WGS can identify somatic SNV of 1-10 bp in splicing sites, coding and intronic regions. Some studies have shown that mutations in both coding and intronic regions may modify the exonic motifs which control the splicing mechanism and cancer-related genes functions. However, detecting non-coding mutations are difficult and hence, a systematic collective analysis by WGS and RNA-Seq is recommended for its interpretation. Mutations in 5′-untranslated regions might occur in cancer inducing genes and regulates the stability of RNA and the translation of protein through miRNA binding. Studies have shown that somatic mutations occur in nearby long non-coding RNAs (NEAT1 and MALAT1) reported to be responsible for cancer invasions. WGS studies in melanoma samples have revealed the occurrence of mutations in TERT promoter sequence. Also, these promoter specific mutations are commonly detected in bladder cancer, glioblastoma, liver cancer, thyroid cancer, and melanoma. Likewise, WGS has evidenced the occurrence of mutations at the regulatory elements or promoter sites (PLEKHS1, TFPI2, WDR74, and BCL6). Now, WGS can detect CAN in oncogenes and tumor suppressor genes. About 40-70% of prostate cancers are identified to have structural variants in genes such as ERG, TMPRSS2, and other ETS related gene families. Also, WGS analysis of liver cancers was found to have the integration of Hepatitis-B virus DNA genome (3 kb) to the MLL4 and TERT loci of the genomic regions. Likewise, the integration of human papillomavirus DNA genome has been detected in cervical cancer using WGS.

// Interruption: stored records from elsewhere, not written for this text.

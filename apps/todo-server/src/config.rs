//! Server configuration.

use std::{env, path::PathBuf, str::FromStr};

use task_store::SeedUser;

/// Which storage backend the server runs on.
#[derive(Debug, Clone, Copy, PartialEq, Eq)]
pub enum StorageBackend {
    /// Volatile in-process store.
    Memory,
    /// Two JSON files on disk.
    File,
    /// SQLite database.
    Sqlite,
}

impl StorageBackend {
    pub fn as_str(&self) -> &'static str {
        match self {
            Self::Memory => "memory",
            Self::File => "file",
            Self::Sqlite => "sqlite",
        }
    }
}

impl FromStr for StorageBackend {
    type Err = anyhow::Error;

    fn from_str(s: &str) -> Result<Self, Self::Err> {
        match s.trim().to_lowercase().as_str() {
            "memory" => Ok(Self::Memory),
            "file" => Ok(Self::File),
            "sqlite" => Ok(Self::Sqlite),
            other => anyhow::bail!("unknown storage backend: {other}"),
        }
    }
}

/// Server configuration loaded from environment variables.
#[derive(Clone)]
pub struct Config {
    /// Server host address.
    pub host: String,
    /// Server port.
    pub port: u16,
    /// Selected storage backend.
    pub storage: StorageBackend,
    /// SQLite database URL.
    pub database_url: String,
    /// Task file for the file backend.
    pub tasks_file: PathBuf,
    /// User file for the file backend.
    pub users_file: PathBuf,
    /// Whether to seed empty SQLite tables at startup.
    pub seed_database: bool,
    /// Admin account to seed, if configured.
    pub seed_admin: Option<SeedUser>,
    /// JWT signing secret.
    pub jwt_secret: String,
    /// JWT expiration in hours.
    pub jwt_expiration_hours: u64,
    /// Log level.
    pub log_level: String,
}

impl std::fmt::Debug for Config {
    fn fmt(&self, f: &mut std::fmt::Formatter<'_>) -> std::fmt::Result {
        f.debug_struct("Config")
            .field("host", &self.host)
            .field("port", &self.port)
            .field("storage", &self.storage)
            .field("database_url", &self.database_url)
            .field("tasks_file", &self.tasks_file)
            .field("users_file", &self.users_file)
            .field("seed_database", &self.seed_database)
            .field("seed_admin", &self.seed_admin)
            .field("jwt_expiration_hours", &self.jwt_expiration_hours)
            .field("log_level", &self.log_level)
            .finish_non_exhaustive()
    }
}

impl Config {
    /// Loads configuration from environment variables.
    pub fn from_env() -> anyhow::Result<Self> {
        Self::from_vars(|key| env::var(key).ok())
    }

    /// Builds configuration from a variable lookup function.
    pub fn from_vars<F>(var: F) -> anyhow::Result<Self>
    where
        F: Fn(&str) -> Option<String>,
    {
        let jwt_secret = var("TODO_JWT_SECRET")
            .filter(|secret| !secret.is_empty())
            .ok_or_else(|| anyhow::anyhow!("TODO_JWT_SECRET is required"))?;

        let storage = match var("TODO_STORAGE") {
            Some(value) => value.parse()?,
            None => StorageBackend::Sqlite,
        };

        let port = match var("TODO_SERVER_PORT") {
            Some(value) => value
                .parse()
                .map_err(|_| anyhow::anyhow!("TODO_SERVER_PORT is not a valid port: {value}"))?,
            None => 8080,
        };

        let seed_admin = match (var("TODO_ADMIN_EMAIL"), var("TODO_ADMIN_PASSWORD")) {
            (Some(email), Some(password)) => Some(SeedUser {
                name: var("TODO_ADMIN_NAME").unwrap_or_else(|| "Admin".to_string()),
                email,
                password,
            }),
            _ => None,
        };

        Ok(Self {
            host: var("TODO_SERVER_HOST").unwrap_or_else(|| "0.0.0.0".to_string()),
            port,
            storage,
            database_url: var("DATABASE_URL")
                .unwrap_or_else(|| "sqlite:./data/data.db?mode=rwc".to_string()),
            tasks_file: var("TODO_TASKS_FILE")
                .unwrap_or_else(|| "./data/tasks.json".to_string())
                .into(),
            users_file: var("TODO_USERS_FILE")
                .unwrap_or_else(|| "./data/users.json".to_string())
                .into(),
            seed_database: var("TODO_SEED_DATABASE")
                .map(|v| v.to_lowercase() == "true" || v == "1")
                .unwrap_or(true),
            seed_admin,
            jwt_secret,
            jwt_expiration_hours: var("TODO_JWT_EXPIRATION_HOURS")
                .and_then(|v| v.parse().ok())
                .unwrap_or(auth::DEFAULT_JWT_EXPIRATION_HOURS),
            log_level: var("TODO_LOG_LEVEL").unwrap_or_else(|| "info".to_string()),
        })
    }

    /// Returns the server address.
    pub fn server_addr(&self) -> String {
        format!("{}:{}", self.host, self.port)
    }
}

#[cfg(test)]
mod tests {
    use std::collections::HashMap;

    use super::*;

    fn config_from(pairs: &[(&str, &str)]) -> anyhow::Result<Config> {
        let vars: HashMap<String, String> = pairs
            .iter()
            .map(|(k, v)| (k.to_string(), v.to_string()))
            .collect();
        Config::from_vars(|key| vars.get(key).cloned())
    }

    #[test]
    fn test_defaults() {
        let config = config_from(&[("TODO_JWT_SECRET", "secret")]).unwrap();

        assert_eq!(config.server_addr(), "0.0.0.0:8080");
        assert_eq!(config.storage, StorageBackend::Sqlite);
        assert_eq!(config.jwt_expiration_hours, 24);
        assert!(config.seed_database);
        assert!(config.seed_admin.is_none());
        assert_eq!(config.log_level, "info");
    }

    #[test]
    fn test_jwt_secret_is_required() {
        assert!(config_from(&[]).is_err());
        assert!(config_from(&[("TODO_JWT_SECRET", "")]).is_err());
    }

    #[test]
    fn test_storage_selection() {
        let config = config_from(&[("TODO_JWT_SECRET", "s"), ("TODO_STORAGE", "File")]).unwrap();
        assert_eq!(config.storage, StorageBackend::File);

        assert!(config_from(&[("TODO_JWT_SECRET", "s"), ("TODO_STORAGE", "postgres")]).is_err());
    }

    #[test]
    fn test_seed_admin_needs_email_and_password() {
        let config =
            config_from(&[("TODO_JWT_SECRET", "s"), ("TODO_ADMIN_EMAIL", "admin@example.com")])
                .unwrap();
        assert!(config.seed_admin.is_none());

        let config = config_from(&[
            ("TODO_JWT_SECRET", "s"),
            ("TODO_ADMIN_EMAIL", "admin@example.com"),
            ("TODO_ADMIN_PASSWORD", "Caput Draconis"),
        ])
        .unwrap();
        let admin = config.seed_admin.unwrap();
        assert_eq!(admin.name, "Admin");
        assert_eq!(admin.email, "admin@example.com");
    }

    #[test]
    fn test_debug_hides_secrets() {
        let config = config_from(&[("TODO_JWT_SECRET", "super-secret-value")]).unwrap();
        assert!(!format!("{config:?}").contains("super-secret-value"));
    }
}
//! Credentials and access tokens for the todo list server.
//!
//! This crate provides:
//! - Salted password hashing and verification (Argon2id)
//! - JWT access token generation and validation

mod error;
mod jwt;
mod password;

pub use error::*;
pub use jwt::*;
pub use password::*;

/// Default JWT expiration time in hours.
pub const DEFAULT_JWT_EXPIRATION_HOURS: u64 = 24;

/// Default JWT issuer.
pub const DEFAULT_JWT_ISSUER: &str = "todo-server";
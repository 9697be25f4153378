use sqlx::{FromRow, SqlitePool};

use entities::{Task, User};

use crate::TaskStoreResult;

/// Table definitions. Safe to run against an existing database.
pub const SCHEMA_SQL: &str = r#"
CREATE TABLE IF NOT EXISTS users (
    id INTEGER PRIMARY KEY AUTOINCREMENT,
    name TEXT NOT NULL,
    email TEXT NOT NULL UNIQUE,
    password TEXT NOT NULL
);

CREATE TABLE IF NOT EXISTS tasks (
    id INTEGER PRIMARY KEY AUTOINCREMENT,
    title TEXT NOT NULL
);
"#;

/// Title of the task inserted into an empty database.
pub const DEFAULT_TASK_TITLE: &str = "This is the first task";

/// Database row for Task
#[derive(Debug, FromRow)]
pub struct TaskRow {
    pub id: i64,
    pub title: String,
}

impl From<TaskRow> for Task {
    fn from(row: TaskRow) -> Self {
        Task::new(row.id, row.title)
    }
}

/// Database row for User
#[derive(Debug, FromRow)]
pub struct UserRow {
    pub id: i64,
    pub name: String,
    pub email: String,
    pub password: String,
}

impl From<UserRow> for User {
    fn from(row: UserRow) -> Self {
        User::new(row.id, row.name, row.email, row.password)
    }
}

/// Administrator account created when the users table is empty.
#[derive(Clone)]
pub struct SeedUser {
    pub name: String,
    pub email: String,
    pub password: String,
}

impl std::fmt::Debug for SeedUser {
    fn fmt(&self, f: &mut std::fmt::Formatter<'_>) -> std::fmt::Result {
        f.debug_struct("SeedUser")
            .field("name", &self.name)
            .field("email", &self.email)
            .finish_non_exhaustive()
    }
}

/// Creates the tables if they do not exist yet.
pub async fn init_database(pool: &SqlitePool) -> TaskStoreResult<()> {
    sqlx::raw_sql(SCHEMA_SQL).execute(pool).await?;
    Ok(())
}

/// Inserts default rows into empty tables.
///
/// The default task is only inserted when `tasks` has no rows, and the admin
/// user (if given) only when `users` has no rows, so running this against a
/// populated database is a no-op.
pub async fn seed_database(pool: &SqlitePool, admin: Option<&SeedUser>) -> TaskStoreResult<()> {
    if let Some(admin) = admin {
        let password_hash = auth::hash_password_async(admin.password.clone()).await?;
        let result = sqlx::query(
            "INSERT INTO users (name, email, password) SELECT ?, ?, ? WHERE NOT EXISTS \
             (SELECT 1 FROM users)",
        )
        .bind(&admin.name)
        .bind(&admin.email)
        .bind(&password_hash)
        .execute(pool)
        .await?;

        if result.rows_affected() > 0 {
            tracing::info!(email = %admin.email, "Seeded admin user");
        }
    }

    let result = sqlx::query(
        "INSERT INTO tasks (title) SELECT ? WHERE NOT EXISTS (SELECT 1 FROM tasks)",
    )
    .bind(DEFAULT_TASK_TITLE)
    .execute(pool)
    .await?;

    if result.rows_affected() > 0 {
        tracing::info!("Seeded default task");
    }

    Ok(())
}
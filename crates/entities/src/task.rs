//! Task-related entity definitions.

use serde::{Deserialize, Serialize};

/// A single item on the todo list.
#[derive(Debug, Clone, PartialEq, Eq, Serialize, Deserialize)]
pub struct Task {
    /// Store-assigned identifier, starting at 1.
    pub id: i64,
    /// Task title.
    pub title: String,
}

impl Task {
    /// Creates a task with an already assigned ID.
    pub fn new(id: i64, title: impl Into<String>) -> Self {
        Self {
            id,
            title: title.into(),
        }
    }
}

/// Payload for creating a task. The ID is assigned by the store.
#[derive(Debug, Clone, PartialEq, Eq, Serialize, Deserialize)]
pub struct CreateTaskDto {
    pub title: String,
}

impl CreateTaskDto {
    pub fn new(title: impl Into<String>) -> Self {
        Self {
            title: title.into(),
        }
    }

    /// Builds the stored task for the given ID.
    pub fn into_task(self, id: i64) -> Task {
        Task::new(id, self.title)
    }
}

/// Partial update for a task.
///
/// Fields left out of the payload keep their stored value. A title that is
/// empty or only whitespace is treated the same as a missing one.
#[derive(Debug, Clone, Default, PartialEq, Eq, Serialize, Deserialize)]
pub struct UpdateTaskDto {
    #[serde(default, skip_serializing_if = "Option::is_none")]
    pub title: Option<String>,
}

impl UpdateTaskDto {
    /// Sets the new title.
    pub fn with_title(mut self, title: impl Into<String>) -> Self {
        self.title = Some(title.into());
        self
    }

    /// Returns the title that should replace the stored one, if any.
    pub fn title_patch(&self) -> Option<&str> {
        self.title.as_deref().filter(|title| !title.trim().is_empty())
    }

    /// Applies the update to a task in place.
    pub fn apply_to(&self, task: &mut Task) {
        if let Some(title) = self.title_patch() {
            task.title = title.to_string();
        }
    }
}

#[cfg(test)]
mod tests {
    use super::*;

    #[test]
    fn test_update_replaces_title() {
        let mut task = Task::new(1, "Pack clothes");
        UpdateTaskDto::default()
            .with_title("Exercise")
            .apply_to(&mut task);

        assert_eq!(task, Task::new(1, "Exercise"));
    }

    #[test]
    fn test_update_keeps_title_when_absent_or_blank() {
        let mut task = Task::new(1, "Pack clothes");

        UpdateTaskDto::default().apply_to(&mut task);
        assert_eq!(task.title, "Pack clothes");

        UpdateTaskDto::default().with_title("   ").apply_to(&mut task);
        assert_eq!(task.title, "Pack clothes");
    }

    #[test]
    fn test_update_dto_deserializes_empty_object() {
        let dto: UpdateTaskDto = serde_json::from_str("{}").unwrap();
        assert_eq!(dto.title, None);

        let dto: UpdateTaskDto = serde_json::from_str(r#"{"title":"Profit"}"#).unwrap();
        assert_eq!(dto.title_patch(), Some("Profit"));
    }

    #[test]
    fn test_task_json_shape() {
        let json = serde_json::to_value(Task::new(2, "Exercise")).unwrap();
        assert_eq!(json, serde_json::json!({ "id": 2, "title": "Exercise" }));
    }
}
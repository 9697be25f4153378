//! Core entity definitions for the todo list server.
//!
//! This crate defines the persisted entities (tasks and users) and the
//! payload shapes used to create and update them.

mod task;
mod user;

pub use task::*;
pub use user::*;
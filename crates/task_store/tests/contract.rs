//! Behavior every `TaskStore` backend must share.

use entities::{CreateTaskDto, CreateUserDto, Task, UpdateTaskDto};
use sqlx::sqlite::SqlitePoolOptions;
use task_store::{
    init_database, FileTaskStore, MemoryTaskStore, SqliteTaskStore, TaskStore, TaskStoreError,
};
use tempfile::TempDir;

async fn sqlite_store() -> SqliteTaskStore {
    let pool = SqlitePoolOptions::new()
        .max_connections(1)
        .connect("sqlite::memory:")
        .await
        .unwrap();
    init_database(&pool).await.unwrap();
    SqliteTaskStore::new(pool)
}

fn file_store(dir: &TempDir) -> FileTaskStore {
    FileTaskStore::open(dir.path().join("tasks.json"), dir.path().join("users.json")).unwrap()
}

async fn create_then_get_returns_same_task(store: &impl TaskStore) {
    let created = store
        .create_task(CreateTaskDto::new("Write integration tests"))
        .await
        .unwrap();
    assert_eq!(created.title, "Write integration tests");

    let fetched = store.get_task_by_id(created.id).await.unwrap();
    assert_eq!(fetched, created);

    let tasks = store.get_tasks().await.unwrap();
    assert!(tasks.contains(&created));
}

async fn ids_are_unique_and_increasing(store: &impl TaskStore) {
    let first = store.create_task(CreateTaskDto::new("First")).await.unwrap();
    let second = store.create_task(CreateTaskDto::new("Second")).await.unwrap();

    assert!(first.id >= 1);
    assert!(second.id > first.id);
}

async fn delete_missing_leaves_collection_unchanged(store: &impl TaskStore) {
    store.create_task(CreateTaskDto::new("Keep me")).await.unwrap();
    let before = store.get_tasks().await.unwrap();

    let err = store.delete_task_by_id(9_999).await.unwrap_err();
    assert!(err.is_not_found());

    let after = store.get_tasks().await.unwrap();
    assert_eq!(before, after);
}

async fn update_missing_is_not_found(store: &impl TaskStore) {
    let err = store
        .update_task(9_999, UpdateTaskDto::default().with_title("Nope"))
        .await
        .unwrap_err();
    assert!(err.is_not_found());
}

async fn get_missing_is_not_found(store: &impl TaskStore) {
    let err = store.get_task_by_id(9_999).await.unwrap_err();
    assert!(err.is_not_found());

    let err = store.get_user_by_email("nobody@example.com").await.unwrap_err();
    assert!(err.is_not_found());
}

async fn delete_twice(store: &impl TaskStore) {
    let task = store.create_task(CreateTaskDto::new("Once")).await.unwrap();

    store.delete_task_by_id(task.id).await.unwrap();
    let err = store.delete_task_by_id(task.id).await.unwrap_err();
    assert!(err.is_not_found());
}

async fn update_is_a_patch(store: &impl TaskStore) {
    let task = store.create_task(CreateTaskDto::new("Original")).await.unwrap();

    let unchanged = store
        .update_task(task.id, UpdateTaskDto::default())
        .await
        .unwrap();
    assert_eq!(unchanged, task);

    let blank = store
        .update_task(task.id, UpdateTaskDto::default().with_title(""))
        .await
        .unwrap();
    assert_eq!(blank, task);

    let renamed = store
        .update_task(task.id, UpdateTaskDto::default().with_title("Renamed"))
        .await
        .unwrap();
    assert_eq!(renamed, Task::new(task.id, "Renamed"));
    assert_eq!(store.get_task_by_id(task.id).await.unwrap(), renamed);
}

async fn users_hash_passwords_and_validate(store: &impl TaskStore) {
    let user = store
        .create_user(CreateUserDto::new("Sherlock", "sherlock@email.com", "sherlocked"))
        .await
        .unwrap();
    assert_eq!(user.name, "Sherlock");
    assert_eq!(user.email, "sherlock@email.com");
    assert_ne!(user.password, "sherlocked");

    let fetched = store.get_user_by_email("sherlock@email.com").await.unwrap();
    assert_eq!(fetched, user);
    assert!(store.get_users().await.unwrap().contains(&user));

    assert!(
        store
            .validate_user_credentials("sherlock@email.com", "sherlocked")
            .await
    );
    assert!(
        !store
            .validate_user_credentials("sherlock@email.com", "moriarty")
            .await
    );
    assert!(
        !store
            .validate_user_credentials("watson@email.com", "sherlocked")
            .await
    );
}

async fn duplicate_email_is_rejected(store: &impl TaskStore) {
    store
        .create_user(CreateUserDto::new("A", "dup@example.com", "pw"))
        .await
        .unwrap();

    let err = store
        .create_user(CreateUserDto::new("B", "dup@example.com", "pw2"))
        .await
        .unwrap_err();
    assert!(matches!(err, TaskStoreError::AlreadyExists { .. }));
    assert_eq!(store.get_users().await.unwrap().len(), 1);
}

async fn run_contract(store: &impl TaskStore) {
    create_then_get_returns_same_task(store).await;
    ids_are_unique_and_increasing(store).await;
    delete_missing_leaves_collection_unchanged(store).await;
    update_missing_is_not_found(store).await;
    get_missing_is_not_found(store).await;
    delete_twice(store).await;
    update_is_a_patch(store).await;
    users_hash_passwords_and_validate(store).await;
}

#[tokio::test]
async fn test_memory_store_contract() {
    run_contract(&MemoryTaskStore::new()).await;
    duplicate_email_is_rejected(&MemoryTaskStore::new()).await;
}

#[tokio::test]
async fn test_file_store_contract() {
    let dir = TempDir::new().unwrap();
    run_contract(&file_store(&dir)).await;

    let dir = TempDir::new().unwrap();
    duplicate_email_is_rejected(&file_store(&dir)).await;
}

#[tokio::test]
async fn test_sqlite_store_contract() {
    run_contract(&sqlite_store().await).await;
    duplicate_email_is_rejected(&sqlite_store().await).await;
}

#[tokio::test]
async fn test_file_store_round_trip() {
    let dir = TempDir::new().unwrap();
    let titles = ["Buy groceries", "Pack clothes", "Exercise", "Read"];

    let written = {
        let store = file_store(&dir);
        let mut written = Vec::new();
        for title in titles {
            written.push(store.create_task(CreateTaskDto::new(title)).await.unwrap());
        }
        written
    };

    let reopened = file_store(&dir);
    assert_eq!(reopened.get_tasks().await.unwrap(), written);

    let next = reopened.create_task(CreateTaskDto::new("Next")).await.unwrap();
    assert_eq!(next.id, written.len() as i64 + 1);
}
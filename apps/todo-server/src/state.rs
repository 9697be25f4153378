//! Application state shared by all handlers.

use auth::TokenIssuer;
use task_store::TaskStore;

use crate::config::Config;

/// Everything a request handler can reach: the store picked at startup and
/// the token issuer used by `/login`.
pub struct AppState<S: TaskStore> {
    pub store: S,
    pub tokens: TokenIssuer,
}

impl<S: TaskStore> AppState<S> {
    /// Builds state from loaded configuration. Fails on an unusable token secret.
    pub fn from_config(config: &Config, store: S) -> Result<Self, auth::AuthError> {
        let tokens = TokenIssuer::new(&config.jwt_secret, config.jwt_expiration_hours)?;

        Ok(Self { store, tokens })
    }
}
//! Task and user storage for the todo list server.
//!
//! This crate provides the [`TaskStore`] abstraction and three
//! interchangeable implementations: an in-memory store (for tests), a JSON
//! file store, and a SQLite store.

mod error;
mod file;
mod memory;
mod sqlite;
mod traits;

pub use error::*;
pub use file::*;
pub use memory::*;
pub use sqlite::*;
pub use traits::*;
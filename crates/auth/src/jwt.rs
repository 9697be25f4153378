//! Access tokens handed out on login.

use chrono::{DateTime, Duration, Utc};
use jsonwebtoken::{DecodingKey, EncodingKey, Header, Validation, decode, encode};
use serde::{Deserialize, Serialize};
use uuid::Uuid;

use crate::{AuthError, AuthResult, DEFAULT_JWT_ISSUER};

/// Claims carried by an access token. The subject is the user's email.
#[derive(Debug, Clone, PartialEq, Eq, Serialize, Deserialize)]
pub struct AccessClaims {
    pub sub: String,
    pub iat: i64,
    pub exp: i64,
    pub iss: String,
    pub jti: String,
}

impl AccessClaims {
    /// When the token stops being accepted.
    pub fn expires_at(&self) -> DateTime<Utc> {
        DateTime::from_timestamp(self.exp, 0).unwrap_or(DateTime::UNIX_EPOCH)
    }
}

/// A signed token together with its expiry.
#[derive(Debug, Clone)]
pub struct AccessToken {
    pub token: String,
    pub expires_at: DateTime<Utc>,
}

/// Signs and verifies HS256 access tokens with a shared secret.
#[derive(Clone)]
pub struct TokenIssuer {
    lifetime: Duration,
    encoding_key: EncodingKey,
    decoding_key: DecodingKey,
}

impl std::fmt::Debug for TokenIssuer {
    fn fmt(&self, f: &mut std::fmt::Formatter<'_>) -> std::fmt::Result {
        f.debug_struct("TokenIssuer")
            .field("lifetime", &self.lifetime)
            .finish_non_exhaustive()
    }
}

impl TokenIssuer {
    /// Creates an issuer whose tokens live for `lifetime_hours`.
    ///
    /// An empty secret is a configuration error.
    pub fn new(secret: &str, lifetime_hours: u64) -> AuthResult<Self> {
        if secret.is_empty() {
            return Err(AuthError::Configuration(
                "token secret must not be empty".to_string(),
            ));
        }

        let hours = i64::try_from(lifetime_hours).map_err(|_| {
            AuthError::Configuration(format!("token lifetime too large: {lifetime_hours}h"))
        })?;

        Ok(Self {
            lifetime: Duration::hours(hours),
            encoding_key: EncodingKey::from_secret(secret.as_bytes()),
            decoding_key: DecodingKey::from_secret(secret.as_bytes()),
        })
    }

    /// Issues a token for the given email.
    pub fn issue(&self, email: &str) -> AuthResult<AccessToken> {
        let issued_at = Utc::now();
        let claims = AccessClaims {
            sub: email.to_string(),
            iat: issued_at.timestamp(),
            exp: (issued_at + self.lifetime).timestamp(),
            iss: DEFAULT_JWT_ISSUER.to_string(),
            jti: Uuid::new_v4().to_string(),
        };

        let token = encode(&Header::default(), &claims, &self.encoding_key)
            .map_err(|e| AuthError::JwtEncoding(e.to_string()))?;

        Ok(AccessToken {
            token,
            expires_at: claims.expires_at(),
        })
    }

    /// Checks the signature, issuer and expiry of a token and returns its claims.
    ///
    /// The server itself only issues tokens; this is the counterpart for
    /// callers and tests that need to read one back.
    pub fn verify(&self, token: &str) -> AuthResult<AccessClaims> {
        let mut validation = Validation::default();
        validation.set_issuer(&[DEFAULT_JWT_ISSUER]);

        Ok(decode::<AccessClaims>(token, &self.decoding_key, &validation)?.claims)
    }
}

#[cfg(test)]
mod tests {
    use super::*;

    #[test]
    fn test_issue_and_verify() {
        let issuer = TokenIssuer::new("s3cret", 24).unwrap();

        let issued = issuer.issue("dumbledore@hogwarts.edu").unwrap();
        let claims = issuer.verify(&issued.token).unwrap();

        assert_eq!(claims.sub, "dumbledore@hogwarts.edu");
        assert_eq!(claims.iss, DEFAULT_JWT_ISSUER);
        assert_eq!(claims.exp - claims.iat, 24 * 3600);
        assert_eq!(claims.expires_at(), issued.expires_at);
    }

    #[test]
    fn test_each_token_is_unique() {
        let issuer = TokenIssuer::new("s3cret", 1).unwrap();

        let first = issuer.verify(&issuer.issue("a@b.com").unwrap().token).unwrap();
        let second = issuer.verify(&issuer.issue("a@b.com").unwrap().token).unwrap();

        assert_ne!(first.jti, second.jti);
    }

    #[test]
    fn test_garbage_is_rejected() {
        let issuer = TokenIssuer::new("s3cret", 1).unwrap();
        assert!(matches!(
            issuer.verify("not.a.token"),
            Err(AuthError::InvalidToken) | Err(AuthError::JwtValidation(_))
        ));
    }

    #[test]
    fn test_other_secret_is_rejected() {
        let ours = TokenIssuer::new("first-secret", 1).unwrap();
        let theirs = TokenIssuer::new("second-secret", 1).unwrap();

        let issued = theirs.issue("a@b.com").unwrap();
        assert!(ours.verify(&issued.token).is_err());
    }

    #[test]
    fn test_empty_secret_rejected() {
        assert!(matches!(
            TokenIssuer::new("", 24),
            Err(AuthError::Configuration(_))
        ));
    }
}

The reduced cost of sequencing and improved computational tools for analyzing the WGS data encouraged cancer genomics research and its clinical benefits could be expected in future. WGS of different cancers offers copious information to understand cancer biology at the genomic level. It allows one to explore the functions of several non-coding regions in addition to the somatic mutations possibly involved in cancer development. However, integrative approach of using RNA-Seq and multi-omics data is required to interpret the immunobiology of cancers. Overall, WGS is very useful in identifying non-coding and structure variants. However, integrated analysis of WGS data with RNA-Seq, immuno-genomics, epigenomics, and clinic-pathological data is desired. This potential genomic approach can be a future hope to understand the dynamics of molecular mechanisms involved in carcinogenesis.